It is known that electrical switchboards and their components, such as conducting bars, circuit breakers et cetera, generate heat during the operation of the components and that said heat must be dissipated appropriately in order to avoid damaging said components. Currently, cooling of an electrical switchboard is achieved according to various methods.
A first method provides for simple exchange by convection between the walls of the electrical switchboard and the outside environment.
A second method entails providing openings in the outer enclosure of the switchboard in order to facilitate the flow of fresh air inside said switchboard and thus increase the effectiveness of the natural convection inside the electrical switchboard.
A third method entails using fans which are powered directly by the electrical supply system and allow to move the air inside the switchboard and then facilitate its exit through appropriate openings.
Finally, a fourth method uses closed conditioning circuits, for example if a high degree of protection is required.
However, the above solutions have drawbacks. In particular, the first solution has the drawback that heat exchange is scarcely efficient. The second cooling method that is used instead has the drawback that it cannot be provided in the case of armored switchboards and/or switchboards requiring high degrees of protection.

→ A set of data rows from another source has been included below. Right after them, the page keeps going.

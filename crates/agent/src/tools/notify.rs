use std::sync::Arc;

use async_trait::async_trait;
use procura_core::config::NotificationsConfig;
use reqwest::{Client, StatusCode};
use secrecy::{ExposeSecret, SecretString};
use serde_json::{json, Value};
use tracing::info;

use super::{
    outcome_schema, required_amount, required_str, Tool, ToolContext, ToolDescriptor, ToolError,
    ToolPayload,
};

/// Outbound webhooks for approval requests and email relay.
pub struct Notifier {
    client: Client,
    email_relay_url: Option<String>,
    approval_url: Option<String>,
    token: Option<SecretString>,
}

impl Notifier {
    pub fn from_config(config: &NotificationsConfig, client: Client) -> Self {
        Self {
            client,
            email_relay_url: config.email_relay_url.clone(),
            approval_url: config.approval_url.clone(),
            token: config.token.clone(),
        }
    }

    async fn post(
        &self,
        url: Option<&str>,
        setting: &str,
        body: &Value,
        correlation_id: Option<&str>,
    ) -> Result<Value, ToolError> {
        let url = url.ok_or_else(|| ToolError::NotConfigured(setting.to_string()))?;
        let mut request = self.client.post(url).json(body);
        if let Some(token) = &self.token {
            request = request.bearer_auth(token.expose_secret());
        }
        if let Some(correlation_id) = correlation_id {
            request = request.header("x-correlation-id", correlation_id);
        }

        let response =
            request.send().await.map_err(|error| ToolError::Transport(error.to_string()))?;
        let status = response.status();
        if status == StatusCode::UNAUTHORIZED || status == StatusCode::FORBIDDEN {
            return Err(ToolError::Unauthorized(response.text().await.unwrap_or_default()));
        }
        if !status.is_success() {
            let message = response.text().await.unwrap_or_default();
            return Err(ToolError::Upstream { status: status.as_u16(), message });
        }

        // Relays commonly answer 202 with an empty body.
        let text = response.text().await.map_err(|error| ToolError::Transport(error.to_string()))?;
        if text.trim().is_empty() {
            return Ok(Value::Null);
        }
        serde_json::from_str(&text).map_err(|error| ToolError::Decode(error.to_string()))
    }
}

pub struct ApprovalRequestTool {
    notifier: Arc<Notifier>,
}

impl ApprovalRequestTool {
    pub fn new(notifier: Arc<Notifier>) -> Self {
        Self { notifier }
    }
}

#[async_trait]
impl Tool for ApprovalRequestTool {
    fn descriptor(&self) -> ToolDescriptor {
        ToolDescriptor {
            name: "request_po_approval".to_string(),
            description: "Open an approval request for a purchase order.".to_string(),
            input_schema: json!({
                "type": "object",
                "properties": {
                    "po_number": {"type": "string"},
                    "amount": {"type": "number"},
                    "reason": {"type": "string"}
                },
                "required": ["po_number", "amount", "reason"],
                "additionalProperties": false
            }),
            output_schema: outcome_schema(),
            side_effect: true,
        }
    }

    async fn execute(&self, input: Value, context: ToolContext) -> Result<ToolPayload, ToolError> {
        let po_number = required_str(&input, "po_number")?;
        let amount = required_amount(&input, "amount")?;
        let reason = required_str(&input, "reason")?;
        let correlation_id = context.correlation_id.as_deref();

        let response = self
            .notifier
            .post(
                self.notifier.approval_url.as_deref(),
                "notifications.approval_url",
                &json!({
                    "po_number": po_number,
                    "amount": amount,
                    "reason": reason,
                    "correlation_id": correlation_id,
                }),
                correlation_id,
            )
            .await?;

        let approval_id = response
            .get("approval_id")
            .and_then(Value::as_str)
            .map(str::to_string)
            .or_else(|| context.correlation_id.clone())
            .unwrap_or_default();
        info!(
            event_name = "approval.requested",
            po_number = %po_number,
            approval_id = %approval_id,
            correlation_id = correlation_id.unwrap_or_default(),
        );

        Ok(ToolPayload::single(
            json!({
                "approval_id": approval_id,
                "po_number": po_number,
                "amount": amount,
                "status": "pending",
            }),
            format!("Approval requested for purchase order {po_number}."),
        ))
    }
}

pub struct SendEmailTool {
    notifier: Arc<Notifier>,
}

impl SendEmailTool {
    pub fn new(notifier: Arc<Notifier>) -> Self {
        Self { notifier }
    }
}

fn looks_like_address(candidate: &str) -> bool {
    match candidate.split_once('@') {
        Some((local, domain)) => {
            !local.is_empty()
                && domain.contains('.')
                && !domain.starts_with('.')
                && !domain.ends_with('.')
                && !candidate.contains(char::is_whitespace)
        }
        None => false,
    }
}

#[async_trait]
impl Tool for SendEmailTool {
    fn descriptor(&self) -> ToolDescriptor {
        ToolDescriptor {
            name: "send_email".to_string(),
            description: "Send an email notification through the configured relay.".to_string(),
            input_schema: json!({
                "type": "object",
                "properties": {
                    "recipient": {"type": "string", "description": "Email address"},
                    "subject": {"type": "string"},
                    "message": {"type": "string"}
                },
                "required": ["recipient", "subject", "message"],
                "additionalProperties": false
            }),
            output_schema: outcome_schema(),
            side_effect: true,
        }
    }

    async fn execute(&self, input: Value, context: ToolContext) -> Result<ToolPayload, ToolError> {
        let recipient = required_str(&input, "recipient")?;
        if !looks_like_address(&recipient) {
            return Err(ToolError::InvalidInput(format!("`{recipient}` is not an email address")));
        }
        let subject = required_str(&input, "subject")?;
        let message = required_str(&input, "message")?;
        let correlation_id = context.correlation_id.as_deref();

        self.notifier
            .post(
                self.notifier.email_relay_url.as_deref(),
                "notifications.email_relay_url",
                &json!({
                    "to": recipient,
                    "subject": subject,
                    "body": message,
                    "correlation_id": correlation_id,
                }),
                correlation_id,
            )
            .await?;

        Ok(ToolPayload::single(
            json!({"recipient": recipient, "subject": subject}),
            format!("Email sent to {recipient}."),
        ))
    }
}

The solution with fans instead has the drawback that arises from the fact that
said devices need to be supplied with power tapped externally with respect to the switchboard and are generally not accepted favorably when the switchboards are not supervised by assigned personnel.
Finally, the fourth solution has the drawback that it is expensive and entails considerable space occupation due to the closed conditioning circuits.
The aim of the present invention is to provide an electrical switchboard with a device for cooling the internal components which is more efficient than the above cited known solutions. Within the scope of this aim, an object of the present invention is to provide an electrical switchboard with a device for cooling the internal components which is more compact and modular than currently known solutions. Another object of the present invention is to provide an electrical switchboard with a device for cooling internal components of the switchboard which does not require an external power supply of the cooling device. Another object of the present invention is to provide an electrical switchboard with a device for cooling internal components in which the electrical switchboard can be any chosen type of electrical switchboard. Another object of the present invention is to provide an electrical switchboard with a device for cooling internal components which is highly reliable, relatively simple to manufacture and at competitive costs.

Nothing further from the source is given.